__Data for the task__:
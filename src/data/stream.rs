//! Lazy sources: CSV chunk readers and image-directory batches.
//!
//! A `Stream` only records where to read from; nothing is decoded until
//! `iter()` is called, and each call starts again from the beginning.

use std::io::Read;
use std::path::PathBuf;

use anyhow::{Context, Result};
use image::imageops::FilterType;
use ndarray::{Array1, Array4};
use serde::{Deserialize, Serialize};

use super::model::{Frame, Scalar, Source, Value};
use super::output::Output;

/// Items yielded by a stream.
pub type StreamIter = Box<dyn Iterator<Item = Result<Output>>>;

#[derive(Debug, Clone, PartialEq, Serialize, Deserialize)]
pub enum Stream {
    /// `chunksize` rows of a CSV source per item, each as a `Single(Frame)`.
    CsvChunks {
        source: Source,
        chunksize: usize,
        delimiter: u8,
        has_headers: bool,
    },
    /// `[images, labels]` per item; images are `[batch, height, width, 3]`.
    ImageBatches {
        classes: Vec<String>,
        files: Vec<(PathBuf, usize)>,
        batch_size: usize,
        target_size: (u32, u32),
    },
}

impl Stream {
    pub fn iter(&self) -> Result<StreamIter> {
        match self {
            Stream::CsvChunks {
                source,
                chunksize,
                delimiter,
                has_headers,
            } => {
                let mut reader = csv::ReaderBuilder::new()
                    .delimiter(*delimiter)
                    .has_headers(*has_headers)
                    .from_reader(open_source(source)?);
                let columns = read_columns(&mut reader)?;
                Ok(Box::new(CsvChunkIter {
                    columns,
                    records: reader.into_records(),
                    chunksize: (*chunksize).max(1),
                    done: false,
                }))
            }
            Stream::ImageBatches {
                files,
                batch_size,
                target_size,
                ..
            } => Ok(Box::new(ImageBatchIter {
                files: files.clone(),
                pos: 0,
                batch_size: (*batch_size).max(1),
                target_size: *target_size,
            })),
        }
    }

    /// Number of items the stream yields, when known without reading.
    pub fn n_batches(&self) -> Option<usize> {
        match self {
            Stream::CsvChunks { .. } => None,
            Stream::ImageBatches {
                files, batch_size, ..
            } => Some(files.len().div_ceil((*batch_size).max(1))),
        }
    }
}

// ---------------------------------------------------------------------------
// Shared source helpers
// ---------------------------------------------------------------------------

/// Open a local file or an HTTP(S) body as a byte stream.
pub fn open_source(source: &Source) -> Result<Box<dyn Read>> {
    match source {
        Source::Path(path) => {
            let file = std::fs::File::open(path)
                .with_context(|| format!("opening {}", path.display()))?;
            Ok(Box::new(file))
        }
        Source::Url(url) => {
            let response = reqwest::blocking::get(url.as_str())
                .with_context(|| format!("requesting {url}"))?
                .error_for_status()
                .with_context(|| format!("fetching {url}"))?;
            Ok(Box::new(response))
        }
    }
}

/// Header names, or `column_<i>` when the source has no header row.
pub(crate) fn read_columns<R: Read>(reader: &mut csv::Reader<R>) -> Result<Vec<String>> {
    let has_headers = reader.has_headers();
    let headers = reader.headers().context("reading CSV headers")?;
    if has_headers {
        Ok(headers.iter().map(|h| h.to_string()).collect())
    } else {
        Ok((0..headers.len()).map(|i| format!("column_{i}")).collect())
    }
}

// ---------------------------------------------------------------------------
// CSV chunks
// ---------------------------------------------------------------------------

struct CsvChunkIter {
    columns: Vec<String>,
    records: csv::StringRecordsIntoIter<Box<dyn Read>>,
    chunksize: usize,
    done: bool,
}

impl Iterator for CsvChunkIter {
    type Item = Result<Output>;

    fn next(&mut self) -> Option<Self::Item> {
        if self.done {
            return None;
        }
        let mut rows = Vec::with_capacity(self.chunksize);
        while rows.len() < self.chunksize {
            match self.records.next() {
                Some(Ok(record)) => rows.push(record.iter().map(Scalar::parse).collect()),
                Some(Err(e)) => {
                    self.done = true;
                    return Some(Err(e).context("reading CSV record"));
                }
                None => {
                    self.done = true;
                    break;
                }
            }
        }
        if rows.is_empty() {
            return None;
        }
        let frame = Frame::new(self.columns.clone(), rows);
        Some(Ok(Output::Single(Value::Frame(frame))))
    }
}

// ---------------------------------------------------------------------------
// Image batches
// ---------------------------------------------------------------------------

struct ImageBatchIter {
    files: Vec<(PathBuf, usize)>,
    pos: usize,
    batch_size: usize,
    target_size: (u32, u32),
}

impl ImageBatchIter {
    fn load_batch(&self, batch: &[(PathBuf, usize)]) -> Result<Output> {
        let (width, height) = self.target_size;
        let mut images = Array4::<f64>::zeros((batch.len(), height as usize, width as usize, 3));
        let mut labels = Array1::<f64>::zeros(batch.len());

        for (i, (path, class)) in batch.iter().enumerate() {
            let img = image::open(path)
                .with_context(|| format!("decoding image {}", path.display()))?
                .resize_exact(width, height, FilterType::Triangle)
                .to_rgb8();
            for (x, y, pixel) in img.enumerate_pixels() {
                for channel in 0..3 {
                    images[[i, y as usize, x as usize, channel]] = f64::from(pixel[channel]);
                }
            }
            labels[i] = *class as f64;
        }

        Ok(Output::Sequence(vec![
            Value::Array(images.into_dyn()),
            Value::Array(labels.into_dyn()),
        ]))
    }
}

impl Iterator for ImageBatchIter {
    type Item = Result<Output>;

    fn next(&mut self) -> Option<Self::Item> {
        if self.pos >= self.files.len() {
            return None;
        }
        let end = (self.pos + self.batch_size).min(self.files.len());
        let batch = self.load_batch(&self.files[self.pos..end]);
        self.pos = end;
        Some(batch)
    }
}
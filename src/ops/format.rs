use anyhow::{bail, Result};

use crate::config::Args;
use crate::context::Context;
use crate::data::output::Output;

/// `format::to_array`: frames become numeric arrays, arrays pass through.
pub fn to_array(data: Output, _context: &Context, _args: &Args) -> Result<Output> {
    match data {
        Output::SequenceOfMaps(_) | Output::MapOfMaps(_) => {
            bail!("format::to_array does not apply to a {}", data.case_name())
        }
        other => other.map_values(|v| Ok(v.to_array()?.into())),
    }
}

/// `format::first`: unwrap a one-entry sequence or mapping into a single value.
pub fn first(data: Output, _context: &Context, _args: &Args) -> Result<Output> {
    match data {
        Output::Sequence(mut values) if values.len() == 1 => Ok(Output::Single(values.remove(0))),
        Output::Map(named) if named.len() == 1 => match named.into_values().pop() {
            Some(v) => Ok(Output::Single(v)),
            None => bail!("empty mapping"),
        },
        Output::Single(v) => Ok(Output::Single(v)),
        other => bail!(
            "format::first needs exactly one entry, got a {} with {}",
            other.case_name(),
            other.len()
        ),
    }
}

__Exercise instructions__: Which lines in the material contain the word "other"? Pull each of them out.

__Result__:
        other => other.map_values(|v| Ok(v.to_array()?.into())),
        other => bail!(
            other.case_name(),
            other.len()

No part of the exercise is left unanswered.